Here, things look slightly more grim. Most of Barça’s xGBuildup is split between Busquets and Alba, who are the focal points of ball progression. Arthur and de Jong don’t rank very highly here, which is in line with the way they’ve been deployed. In contrast to his role at Ajax, Frenkie has not been in charge of progression at Barcelona and has instead been played in a variety of more advanced roles. Arthur too has been taking up higher positions on the field than he did last season. Consequently, his xGBuildup per 90 has come down to 0.4 from 0.65.

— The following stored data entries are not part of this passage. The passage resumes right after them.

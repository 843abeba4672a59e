//! # Tree Nodes
//!
//! A node is one entry in the hierarchy. Nodes are built detached with the
//! `TreeNode` builder and only become part of a tree when they are handed to
//! `add_children`, at which point they move into the tree's arena and are
//! addressed by `NodeId` from then on.
//!
//! ```text
//! TreeNode<T> (detached builder)
//!     │  add_children()
//!     ▼
//! Slot<T> in Tree<T>.slots ──parent──▶ Parent::Root | Parent::Node(NodeId)
//! ```

use std::fmt;
use std::sync::Arc;

use crate::core::tree::NodeMut;

/// Handle to a node stored in a `Tree`.
///
/// Carries a generation so that an id held across a `refresh` never resolves
/// to whatever node later reuses the same slot.
#[derive(Debug, Clone, Copy, PartialEq, Eq, Hash)]
pub struct NodeId {
    pub(crate) index: u32,
    pub(crate) generation: u32,
}

/// Non-owning back-reference from a node to whatever holds it.
#[derive(Debug, Clone, Copy, PartialEq, Eq, Hash)]
pub enum Parent {
    Root,
    Node(NodeId),
}

/// Caller-supplied open/close callback.
///
/// Invoked once per open/close transition with a mutable handle to the node
/// being toggled. An `on_open` hook used for lazy population is expected to
/// call `add_children` on that handle before it returns: the toggle does not
/// return until the hook does, so the very next render already sees the new
/// children. A hook that blocks stalls the caller's event loop.
pub type Hook<T> = Arc<dyn Fn(NodeMut<'_, T>) + Send + Sync>;

/// A detached node, ready to be attached with `add_children`.
pub struct TreeNode<T> {
    pub(crate) name: String,
    pub(crate) icon: String,
    pub(crate) can_have_children: bool,
    pub(crate) payload: T,
    pub(crate) on_open: Option<Hook<T>>,
    pub(crate) on_close: Option<Hook<T>>,
    pub(crate) children: Vec<TreeNode<T>>,
}

impl<T: Default> TreeNode<T> {
    pub fn new(name: impl Into<String>) -> Self {
        Self::with_payload(name, T::default())
    }
}

impl<T> TreeNode<T> {
    pub fn with_payload(name: impl Into<String>, payload: T) -> Self {
        Self {
            name: name.into(),
            icon: String::new(),
            can_have_children: false,
            payload,
            on_open: None,
            on_close: None,
            children: Vec::new(),
        }
    }

    pub fn icon(mut self, icon: impl Into<String>) -> Self {
        self.icon = icon.into();
        self
    }

    /// Mark the node as a container even before it has children, so it is
    /// drawn with a collapse marker and can be toggled to trigger `on_open`.
    pub fn can_have_children(mut self, can: bool) -> Self {
        self.can_have_children = can;
        self
    }

    pub fn on_open(mut self, hook: Hook<T>) -> Self {
        self.on_open = Some(hook);
        self
    }

    pub fn on_close(mut self, hook: Hook<T>) -> Self {
        self.on_close = Some(hook);
        self
    }

    /// Attach initial children. Like `add_children` on an attached node this
    /// forces `can_have_children` on.
    pub fn children(mut self, children: impl IntoIterator<Item = TreeNode<T>>) -> Self {
        self.children.extend(children);
        self.can_have_children = true;
        self
    }
}

impl<T: fmt::Debug> fmt::Debug for TreeNode<T> {
    fn fmt(&self, f: &mut fmt::Formatter<'_>) -> fmt::Result {
        f.debug_struct("TreeNode")
            .field("name", &self.name)
            .field("icon", &self.icon)
            .field("can_have_children", &self.can_have_children)
            .field("payload", &self.payload)
            .field("children", &self.children)
            .finish_non_exhaustive()
    }
}

/// Arena storage for an attached node.
pub(crate) struct Slot<T> {
    pub(crate) name: String,
    pub(crate) icon: String,
    pub(crate) can_have_children: bool,
    pub(crate) open: bool,
    pub(crate) payload: T,
    pub(crate) parent: Parent,
    pub(crate) children: Vec<NodeId>,
    pub(crate) on_open: Option<Hook<T>>,
    pub(crate) on_close: Option<Hook<T>>,
}

/// Read-only view of an attached node.
pub struct NodeRef<'a, T> {
    pub(crate) id: NodeId,
    pub(crate) slot: &'a Slot<T>,
}

impl<'a, T> NodeRef<'a, T> {
    pub fn id(&self) -> NodeId {
        self.id
    }

    pub fn name(&self) -> &'a str {
        &self.slot.name
    }

    pub fn icon(&self) -> &'a str {
        &self.slot.icon
    }

    pub fn can_have_children(&self) -> bool {
        self.slot.can_have_children
    }

    pub fn is_open(&self) -> bool {
        self.slot.open
    }

    pub fn payload(&self) -> &'a T {
        &self.slot.payload
    }

    pub fn parent(&self) -> Parent {
        self.slot.parent
    }

    pub fn children(&self) -> &'a [NodeId] {
        &self.slot.children
    }

    /// True when the node's children are part of the visible order.
    pub fn shows_children(&self) -> bool {
        self.slot.open && !self.slot.children.is_empty()
    }
}

#[cfg(test)]
mod tests {
    use super::*;

    #[test]
    fn test_builder_defaults() {
        let node: TreeNode<()> = TreeNode::new("src");
        assert_eq!(node.name, "src");
        assert!(node.icon.is_empty());
        assert!(!node.can_have_children);
        assert!(node.children.is_empty());
        assert!(node.on_open.is_none());
    }

    #[test]
    fn test_builder_children_forces_container() {
        let node: TreeNode<()> = TreeNode::new("src")
            .can_have_children(false)
            .children([TreeNode::new("main.rs")]);
        assert!(node.can_have_children);
        assert_eq!(node.children.len(), 1);
    }

    #[test]
    fn test_builder_keeps_payload() {
        let node = TreeNode::with_payload("a", 42u32).icon("*");
        assert_eq!(node.payload, 42);
        assert_eq!(node.icon, "*");
    }
}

Currently, Barça are dealing with a rapidly declining full-back and one who is inept in the opposite half. Therefore their progression through wider channels has been massively curtailed. This leads to balance problems, especially since Barça practically play with three central attackers. This is an area that needs work.
So, xGBuildup. As a stat it has several upsides. However it is lacking in some ways. For one, it merely divides the xG equally between all those involved beforehand instead of weighing specific contributions differently. For instance, a pass by Busquets may have carried more value to the run of play than an earlier one by Lenglet yet the xGBuildup model would reward them equally. This is why other metrics such as xT (expected threat) are being developed. They seek to proportionally reward players for their contribution to build-up.
In all, statistics tend to be somewhat divisive in the football world. Critics point to the fact that they take away pleasure from the game and reduce it to numbers. Perhaps a better way to look at them is as an enhancement to that very viewing experience, a method of solidifying opinion, of ascertaining and challenging one’s own beliefs. After all, credible statistics are seldom misleading.